Written by Matan Rabi and Scott Nyberg.
In our “Engineering Energizers” Q&A series, we examine the professional journeys that have shaped Salesforce Engineering leaders. Meet Matan Rabi, Senior Software Engineer on Salesforce Einstein’s Machine Learning Observability Platform (MLOP) team. Matan and his team strive to optimize the accuracy of Einstein’s AI classification models, empowering customers across industries to enhance efficiency and provide world-class customer support.
Read on to learn how Matan and his team tackle engineering challenges with the latest technologies to advance the state-of-the-art in AI.
What is your team’s mission?
Composed primarily of backend engineers, my team primarily works behind the scenes, harnessing observability features to measure and increase the accuracy of custom AI classification models — significantly improving the end-user experience.
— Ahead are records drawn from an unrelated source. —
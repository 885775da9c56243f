// Copyright 2025 the Waymark Authors
// SPDX-License-Identifier: Apache-2.0 OR MIT

//! Interactive registry: which groups are interactive, their layers, and their handlers.
//!
//! ## Overview
//!
//! The registry is keyed by source id. Each entry holds the group's merged layer ids
//! and one ordered handler list per [`EventType`]. Hit tests are restricted to
//! [`Registry::interactive_layer_ids`], the union of the layers of every registered
//! group.
//!
//! ## Lifetime of a group
//!
//! - A group is created on first handler registration.
//! - [`Registry::add`] is the one way to hold a group without handlers: its layers are
//!   hit-tested (so hover cursor feedback and pseudo-state work) until the next
//!   removal on that group prunes it or [`Registry::remove_all`] runs.
//! - Removing an event type drops that handler list. The group, and with it its
//!   layers, leaves the registry once it has no handler lists left.
//! - [`Registry::remove_all`] clears everything.
//! - A source keeps the [`SourceKind`](crate::types::SourceKind) it was first
//!   registered with. Registering the same source under the other kind is logged and
//!   refused.
//!
//! The registry is owned per map and shared with facade handles through
//! [`SharedRegistry`].

use alloc::collections::{BTreeMap, BTreeSet};
use alloc::rc::Rc;
use alloc::string::String;
use alloc::vec::Vec;
use core::cell::RefCell;
use core::fmt;

use tracing::warn;

use crate::error::HandlerResult;
use crate::feature::Feature;
use crate::types::{DispatchEvent, EventType, InteractiveGroup};

/// A registered handler. Identity is reference identity of the `Rc`.
pub type Handler = Rc<dyn Fn(&DispatchEvent<'_>) -> HandlerResult>;

/// Registry shared between a dispatcher and the facades handed to module code.
pub type SharedRegistry = Rc<RefCell<Registry>>;

struct Entry {
    group: InteractiveGroup,
    handlers: BTreeMap<EventType, Vec<Handler>>,
}

/// Interactive groups, their layer ids and handler lists.
#[derive(Default)]
pub struct Registry {
    groups: BTreeMap<String, Entry>,
    // Union of all member layer ids, sorted and deduplicated.
    layer_ids: Vec<String>,
}

impl fmt::Debug for Registry {
    fn fmt(&self, f: &mut fmt::Formatter<'_>) -> fmt::Result {
        let mut map = f.debug_map();
        for (source, entry) in &self.groups {
            let counts: Vec<(EventType, usize)> =
                entry.handlers.iter().map(|(t, h)| (*t, h.len())).collect();
            map.entry(source, &counts);
        }
        map.finish()
    }
}

impl Registry {
    /// Create an empty registry.
    pub fn new() -> Self {
        Self::default()
    }

    /// Create an empty registry behind a [`SharedRegistry`] handle.
    pub fn shared() -> SharedRegistry {
        Rc::new(RefCell::new(Self::new()))
    }

    /// Register `group`, merging its layer ids into an existing entry.
    ///
    /// Idempotent: adding the same group twice leaves no duplicate layer ids. A group
    /// added here without handlers stays registered until a removal on it prunes it.
    ///
    /// Returns `false`, after logging, if the source is already registered with a
    /// different [`SourceKind`](crate::types::SourceKind); nothing is merged in that case.
    pub fn add(&mut self, group: &InteractiveGroup) -> bool {
        if let Some(existing) = self.groups.get(&group.source_id)
            && existing.group.kind != group.kind
        {
            warn!(
                source = %group.source_id,
                registered = ?existing.group.kind,
                requested = ?group.kind,
                "source already registered with another kind; registration ignored"
            );
            return false;
        }
        let entry = self
            .groups
            .entry(group.source_id.clone())
            .or_insert_with(|| Entry {
                group: InteractiveGroup {
                    source_id: group.source_id.clone(),
                    layer_ids: Vec::new(),
                    kind: group.kind,
                },
                handlers: BTreeMap::new(),
            });
        for layer in &group.layer_ids {
            if !entry.group.layer_ids.contains(layer) {
                entry.group.layer_ids.push(layer.clone());
            }
        }
        self.rebuild_layer_ids();
        true
    }

    /// Register `handler` for `(group, event_type)`, creating the group if needed.
    ///
    /// Returns `false` if the very same handler (by reference) was already registered,
    /// or if the source is registered with a different kind.
    pub fn add_event_handler(
        &mut self,
        group: &InteractiveGroup,
        handler: Handler,
        event_type: EventType,
    ) -> bool {
        if !self.add(group) {
            return false;
        }
        let Some(entry) = self.groups.get_mut(&group.source_id) else {
            return false;
        };
        let list = entry.handlers.entry(event_type).or_default();
        if list.iter().any(|h| Rc::ptr_eq(h, &handler)) {
            return false;
        }
        list.push(handler);
        true
    }

    /// Remove one specific handler. Returns `true` if it was registered.
    pub fn remove_event_handler(
        &mut self,
        group: &InteractiveGroup,
        handler: &Handler,
        event_type: EventType,
    ) -> bool {
        let Some(entry) = self.groups.get_mut(&group.source_id) else {
            return false;
        };
        let Some(list) = entry.handlers.get_mut(&event_type) else {
            return false;
        };
        let before = list.len();
        list.retain(|h| !Rc::ptr_eq(h, handler));
        let removed = list.len() != before;
        if list.is_empty() {
            entry.handlers.remove(&event_type);
        }
        self.prune(&group.source_id);
        removed
    }

    /// Drop every handler of `event_type` for `group`.
    ///
    /// The group's layers stop being hit-tested only once it has no handlers of any type.
    pub fn remove(&mut self, event_type: EventType, group: &InteractiveGroup) {
        if let Some(entry) = self.groups.get_mut(&group.source_id) {
            entry.handlers.remove(&event_type);
        }
        self.prune(&group.source_id);
    }

    /// Remove all groups, handlers and layer ids.
    pub fn remove_all(&mut self) {
        self.groups.clear();
        self.layer_ids.clear();
    }

    /// Whether `group` is registered.
    pub fn has(&self, group: &InteractiveGroup) -> bool {
        self.groups.contains_key(&group.source_id)
    }

    /// The registered group for a source id, with merged layer ids.
    pub fn group(&self, source_id: &str) -> Option<&InteractiveGroup> {
        self.groups.get(source_id).map(|e| &e.group)
    }

    /// The group owning a hit-tested feature: by source, else by member layer.
    pub fn group_for_feature(&self, feature: &Feature) -> Option<&InteractiveGroup> {
        self.group(&feature.source).or_else(|| {
            self.groups
                .values()
                .map(|e| &e.group)
                .find(|g| g.layer_ids.contains(&feature.layer))
        })
    }

    /// Whether any handler is registered for `(source_id, event_type)`.
    pub fn has_handlers(&self, source_id: &str, event_type: EventType) -> bool {
        self.groups
            .get(source_id)
            .and_then(|e| e.handlers.get(&event_type))
            .is_some_and(|l| !l.is_empty())
    }

    /// Snapshot of the handlers for `(source_id, event_type)`, in registration order.
    ///
    /// Dispatch iterates this snapshot, so handlers added or removed while an
    /// event is being delivered take effect from the next event.
    pub fn handlers(&self, source_id: &str, event_type: EventType) -> Vec<Handler> {
        self.groups
            .get(source_id)
            .and_then(|e| e.handlers.get(&event_type))
            .cloned()
            .unwrap_or_default()
    }

    /// Union of the layer ids of every registered group, sorted.
    pub fn interactive_layer_ids(&self) -> &[String] {
        &self.layer_ids
    }

    /// Number of registered groups.
    pub fn len(&self) -> usize {
        self.groups.len()
    }

    /// Whether no group is registered.
    pub fn is_empty(&self) -> bool {
        self.groups.is_empty()
    }

    fn prune(&mut self, source_id: &str) {
        if self
            .groups
            .get(source_id)
            .is_some_and(|e| e.handlers.is_empty())
        {
            self.groups.remove(source_id);
            self.rebuild_layer_ids();
        }
    }

    fn rebuild_layer_ids(&mut self) {
        let union: BTreeSet<&String> = self
            .groups
            .values()
            .flat_map(|e| e.group.layer_ids.iter())
            .collect();
        self.layer_ids = union.into_iter().cloned().collect();
    }
}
To achieve this goal, we thoroughly analyze the predictions generated by Einstein AI classification models for our external customers and compare that with the ground truth of what happened in the real world. This apples-to-apples comparison enables us to identify areas for improvement and how we can take modeling accuracy to the next level for our customers.
MLOP uses mathematical formulas based on a confusion matrix to determine a model’s overall performance.
MLOP also validates models by subjecting them to tests using historical data provided by our customers. These tests instill high confidence in the models’ value even before deployment.
In addition to accuracy, we analyze the expenses for developing and maintaining the models. This is achieved by tagging different models’ usage data to determine the various cost to serve for each tenant within an application, which helps to reduce the overall cost of the models. These savings are ultimately passed on to our external customers.
Matan explains why he’s proud to be an engineer at Salesforce.
What are Einstein AI classification models?
Einstein AI classification models ingest and analyze customer data to formulate predictions of a particular customer outcome from a known subset of outcomes, enabling Salesforce customers with actionable intelligence to better serve their customers. The models play a vital role across numerous industries.
For example, when a customer connects with their cable service provider to discuss a service issue, Einstein’s AI model case classification feature monitors the discussion between the customer and the customer service representative (CSR) and rapidly determines the severity of the problem. It then ranks the customer’s needs as high, medium, or low, enabling the CSR to effectively provide a recommended solution.
Likewise, in the medical field, when a patient contacts their doctor’s office to schedule an appointment, the receptionist may ask some questions to understand the patient’s symptoms in order to determine the urgency of care. Einstein’s case classification feature monitors the conversation to predict the priority of the patient’s case, informing the receptionist that a patient with a potentially serious health condition should be treated as soon as possible.
At a high level, how does MLOP measure AI classification model accuracy?
First, my team gathers data from the customer and contrasts it against the data on which the models were trained. We then segment the data to examine different model elements. Back to my CSR use case example, this could include analyzing the person’s location, age, and other variables.
MLOP calculates a model’s performance for each relevant segment group to detect specific issues.
For example, the model may have been trained on people from New York and proved successful there but it was also used by CSRs in Oklahoma, where people’s values and attitudes may be dissimilar. In that instance, the model did not have the same level of success as it did in New York. Thus, we would recommend the model be tuned for Oklahoma CSRs to improve its inclusivity.
What’s a cutting-edge tool that your team uses to analyze AI models?
Reviewing AI modeling often requires MLOP to process terabytes of data to arrive at conclusions, which could take days or weeks to complete without the right resources.
To overcome this challenge, our team leverages Apache Spark’s distributed computation feature, empowering us to perform computations in parallel — examining huge amounts of data at once. Paralleling on one machine is fast — especially when the machine has multiple cores. Seeking to go even faster, our team learned how to spread the computational load across many machines.
What’s the endgame? We created an “infinite” parallelism factor by harnessing a vast network of commodity hardware. This enables the team to analyze tens of millions of data points in the blink of an eye to better predict and understand model accuracy.
How does your team deal with risks when analyzing AI models?
To measure and visualize a model’s performance, we must first obtain approval from internal legal and security departments. This lengthy process remains a risk for us because it could stall our team’s development time.
During the approval process, on a case-by-case basis, we must articulate our plan for handling customer data. If approved, we must encrypt the model’s customer data to keep their personal data private from our team. Ultimately, this process upholds Salesforce’s number one value: Trust.
Matan shares a story on Salesforce hackathons, one of his favorite engineering experiences.
What would someone find surprising about your team?
MLOP’s primary focus is delivering the best product and remaining relevant. To accomplish that, we constantly experiment with new tools to increase our agility, effectiveness, and efficiency — not just on our current project, but also the next one. In fact, we are always thinking one or two years down the line. Consequently, our team always pushes themselves to improve our development processes. We are never complacent with the status quo.